**Task item:** Wherever "anyhow" occurs in the entries, copy the line that holds it.

**Data in this exercise:**
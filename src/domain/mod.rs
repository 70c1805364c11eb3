//! Domain models for rollout timelines
//!
//! Contains the core scheduling logic without any I/O concerns.

mod events;
mod graph;
mod id;
mod item;
mod milestone;
mod progress;
mod resolver;
mod stage;
mod timeline;
mod validation;

pub use events::{EventBus, EventKind, SubscriptionId, TimelineEvent, TimelineObserver};
pub use graph::{DependencyGraph, GraphError};
pub use id::{IdError, ItemId, TimelineId};
pub use item::{
    parse_date, DateError, Dependencies, Dependency, DependencyType, ItemCore, ItemMeta,
    ItemStatus, Priority, TransitionError,
};
pub use milestone::Milestone;
pub use progress::{
    DetailedProgress, EqualWeight, PriorityBased, ProgressStrategy, ProgressTracker,
    StrategyKind, TimeBased,
};
pub use resolver::{item_duration, CriticalPath, DependencyResolver, ResolverError};
pub use stage::{FlagValue, Metric, Resource, Stage, StageError, StageTask};
pub use timeline::{ErrorKind, Timeline, TimelineDocument, TimelineError, TimelineItem};
pub use validation::{ValidationIssue, ValidationReport, ValidationWarning};
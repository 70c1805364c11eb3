//! Configuration handling for rollout timelines
//!
//! Configuration is stored in `.timeline/config.toml` (workspace) and
//! `~/.config/rollout-timeline/config.toml` (global). Workspace settings win
//! where both files set the same key.

use std::fs;
use std::path::{Path, PathBuf};
use std::time::Duration;

use anyhow::{Context, Result};
use directories::ProjectDirs;
use serde::{Deserialize, Serialize};
use thiserror::Error;

use crate::domain::StrategyKind;
use crate::notify::Channel;

/// Name of the per-workspace directory
pub const WORKSPACE_DIR: &str = ".timeline";

#[derive(Debug, Error)]
pub enum ConfigError {
    #[error("Invalid configuration: {0}")]
    Invalid(String),

    #[error("Failed to parse configuration: {0}")]
    Parse(String),
}

/// How dependency edges are checked on insertion
#[derive(Debug, Clone, Serialize, Deserialize)]
#[serde(default)]
pub struct DependencyConfig {
    /// Reject edges that would close a blocking cycle
    pub eager_cycle_check: bool,
}

impl Default for DependencyConfig {
    fn default() -> Self {
        Self {
            eager_cycle_check: true,
        }
    }
}

/// Notification delivery settings
#[derive(Debug, Clone, Serialize, Deserialize)]
#[serde(default)]
pub struct NotificationSettings {
    /// Per-handler timeout in milliseconds
    pub timeout_ms: u64,

    /// Channel used by `notify add` when none is given
    pub default_channel: Channel,
}

impl Default for NotificationSettings {
    fn default() -> Self {
        Self {
            timeout_ms: 5_000,
            default_channel: Channel::Console,
        }
    }
}

impl NotificationSettings {
    pub fn timeout(&self) -> Duration {
        Duration::from_millis(self.timeout_ms)
    }
}

/// Log output format
#[derive(Debug, Clone, Copy, Serialize, Deserialize, Default, PartialEq, Eq)]
#[serde(rename_all = "snake_case")]
pub enum LogFormat {
    #[default]
    Text,
    Json,
}

/// Logging settings (overridden by `RUST_LOG` and `--verbose`)
#[derive(Debug, Clone, Serialize, Deserialize)]
#[serde(default)]
pub struct LogConfig {
    pub level: String,
    pub format: LogFormat,
}

impl Default for LogConfig {
    fn default() -> Self {
        Self {
            level: "warn".to_string(),
            format: LogFormat::Text,
        }
    }
}

/// Workspace-level configuration
#[derive(Debug, Clone, Serialize, Deserialize, Default)]
#[serde(default)]
pub struct ProjectConfig {
    /// Strategy used by `timeline progress`
    pub progress_strategy: Option<StrategyKind>,

    pub dependencies: DependencyConfig,

    pub notifications: NotificationSettings,

    pub log: Option<LogConfig>,
}

/// Global user configuration
#[derive(Debug, Clone, Serialize, Deserialize, Default)]
#[serde(default)]
pub struct GlobalConfig {
    /// Default output format (text or json)
    pub default_format: OutputFormat,

    /// Recorded as `createdBy` on new timelines
    pub author: Option<String>,

    pub progress_strategy: Option<StrategyKind>,

    pub log: Option<LogConfig>,
}

/// Output format for commands
#[derive(Debug, Clone, Copy, Serialize, Deserialize, Default, PartialEq, Eq)]
#[serde(rename_all = "snake_case")]
pub enum OutputFormat {
    #[default]
    Text,
    Json,
}

/// Combined configuration (global + workspace)
#[derive(Debug, Clone, Default)]
pub struct Config {
    pub project: ProjectConfig,
    pub global: GlobalConfig,
    pub project_root: Option<PathBuf>,
}

impl Config {
    /// Loads configuration from default locations
    pub fn load() -> Result<Self> {
        let global = Self::load_global()?;
        let project_root = std::env::current_dir()
            .ok()
            .and_then(|dir| Self::find_root_from(&dir));
        let project = match &project_root {
            Some(root) => Self::load_project_config(root)?,
            None => ProjectConfig::default(),
        };

        Ok(Self {
            project,
            global,
            project_root,
        })
    }

    /// Loads configuration for a specific workspace
    pub fn for_project(project_root: &Path) -> Result<Self> {
        let global = Self::load_global()?;
        let project = Self::load_project_config(project_root)?;

        Ok(Self {
            project,
            global,
            project_root: Some(project_root.to_path_buf()),
        })
    }

    /// Returns the global config directory
    pub fn global_config_dir() -> Option<PathBuf> {
        ProjectDirs::from("dev", "rollout", "rollout-timeline")
            .map(|dirs| dirs.config_dir().to_path_buf())
    }

    fn load_global() -> Result<GlobalConfig> {
        let config_dir = match Self::global_config_dir() {
            Some(dir) => dir,
            None => return Ok(GlobalConfig::default()),
        };

        let config_path = config_dir.join("config.toml");
        if !config_path.exists() {
            return Ok(GlobalConfig::default());
        }

        let content = fs::read_to_string(&config_path)
            .with_context(|| format!("Failed to read global config: {}", config_path.display()))?;

        toml::from_str(&content)
            .map_err(|e| ConfigError::Parse(e.to_string()))
            .context("Failed to parse global config")
    }

    /// Loads workspace configuration from a specific root
    pub fn load_project_config(project_root: &Path) -> Result<ProjectConfig> {
        let config_path = project_root.join(WORKSPACE_DIR).join("config.toml");

        if !config_path.exists() {
            return Ok(ProjectConfig::default());
        }

        let content = fs::read_to_string(&config_path)
            .with_context(|| format!("Failed to read workspace config: {}", config_path.display()))?;

        let config: ProjectConfig = toml::from_str(&content)
            .map_err(|e| ConfigError::Parse(e.to_string()))
            .context("Failed to parse workspace config")?;
        config.validate()?;
        Ok(config)
    }

    /// Finds the workspace root by looking for `.timeline/` in `start` or a parent
    pub fn find_root_from(start: &Path) -> Option<PathBuf> {
        let mut current = start.to_path_buf();

        loop {
            if current.join(WORKSPACE_DIR).is_dir() {
                return Some(current);
            }

            if !current.pop() {
                return None;
            }
        }
    }

    /// Returns the workspace root, or an error if not in a workspace
    pub fn require_project_root(&self) -> Result<&Path> {
        self.project_root
            .as_deref()
            .ok_or_else(|| anyhow::anyhow!("Not in a timeline workspace. Run 'timeline init' first."))
    }

    pub fn progress_strategy(&self) -> StrategyKind {
        self.project
            .progress_strategy
            .or(self.global.progress_strategy)
            .unwrap_or_default()
    }

    pub fn log(&self) -> LogConfig {
        self.project
            .log
            .clone()
            .or_else(|| self.global.log.clone())
            .unwrap_or_default()
    }

    pub fn eager_cycle_check(&self) -> bool {
        self.project.dependencies.eager_cycle_check
    }

    pub fn notifications(&self) -> &NotificationSettings {
        &self.project.notifications
    }

    /// Author recorded on new timelines: config, then `$USER`
    pub fn author(&self) -> Option<String> {
        self.global
            .author
            .clone()
            .or_else(|| std::env::var("USER").ok())
    }

    /// Saves the workspace configuration
    pub fn save_project(&self) -> Result<()> {
        let root = self.require_project_root()?;
        let config_path = root.join(WORKSPACE_DIR).join("config.toml");

        let content =
            toml::to_string_pretty(&self.project).context("Failed to serialize workspace config")?;

        fs::write(&config_path, content)
            .with_context(|| format!("Failed to write workspace config: {}", config_path.display()))
    }
}

impl ProjectConfig {
    fn validate(&self) -> Result<(), ConfigError> {
        if self.notifications.timeout_ms == 0 {
            return Err(ConfigError::Invalid(
                "notifications.timeout_ms must be greater than zero".to_string(),
            ));
        }
        Ok(())
    }
}

#[cfg(test)]
mod tests {
    use super::*;
    use tempfile::TempDir;

    #[test]
    fn default_config() {
        let config = Config::default();

        assert_eq!(config.progress_strategy(), StrategyKind::Equal);
        assert!(config.eager_cycle_check());
        assert_eq!(config.notifications().timeout(), Duration::from_secs(5));
        assert_eq!(config.notifications().default_channel, Channel::Console);
        assert_eq!(config.log().level, "warn");
        assert_eq!(config.global.default_format, OutputFormat::Text);
    }

    #[test]
    fn parse_project_config() {
        let toml = r#"
progress_strategy = "time"

[dependencies]
eager_cycle_check = false

[notifications]
timeout_ms = 250
default_channel = "slack"

[log]
level = "debug"
format = "json"
"#;

        let config: ProjectConfig = toml::from_str(toml).unwrap();
        assert_eq!(config.progress_strategy, Some(StrategyKind::Time));
        assert!(!config.dependencies.eager_cycle_check);
        assert_eq!(config.notifications.timeout_ms, 250);
        assert_eq!(config.notifications.default_channel, Channel::Slack);
        let log = config.log.unwrap();
        assert_eq!(log.level, "debug");
        assert_eq!(log.format, LogFormat::Json);
    }

    #[test]
    fn parse_global_config() {
        let toml = r#"
default_format = "json"
author = "release-bot"
progress_strategy = "priority"
"#;

        let config: GlobalConfig = toml::from_str(toml).unwrap();
        assert_eq!(config.default_format, OutputFormat::Json);
        assert_eq!(config.author, Some("release-bot".to_string()));
    }

    #[test]
    fn project_overrides_global() {
        let mut config = Config::default();
        config.global.progress_strategy = Some(StrategyKind::Priority);
        assert_eq!(config.progress_strategy(), StrategyKind::Priority);

        config.project.progress_strategy = Some(StrategyKind::Time);
        assert_eq!(config.progress_strategy(), StrategyKind::Time);
    }

    #[test]
    fn rejects_zero_timeout() {
        let dir = TempDir::new().unwrap();
        fs::create_dir_all(dir.path().join(WORKSPACE_DIR)).unwrap();
        fs::write(
            dir.path().join(WORKSPACE_DIR).join("config.toml"),
            "[notifications]\ntimeout_ms = 0\n",
        )
        .unwrap();

        assert!(Config::load_project_config(dir.path()).is_err());
    }

    #[test]
    fn find_root_walks_parents() {
        let dir = TempDir::new().unwrap();
        fs::create_dir_all(dir.path().join(WORKSPACE_DIR)).unwrap();
        let sub_dir = dir.path().join("sub").join("dir");
        fs::create_dir_all(&sub_dir).unwrap();

        assert_eq!(Config::find_root_from(&sub_dir), Some(dir.path().to_path_buf()));
    }

    #[test]
    fn config_not_in_project() {
        let config = Config::default();
        assert!(config.require_project_root().is_err());
    }
}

**Exercise answer:**
use anyhow::{Context, Result};
            .ok_or_else(|| anyhow::anyhow!("Not in a timeline workspace. Run 'timeline init' first."))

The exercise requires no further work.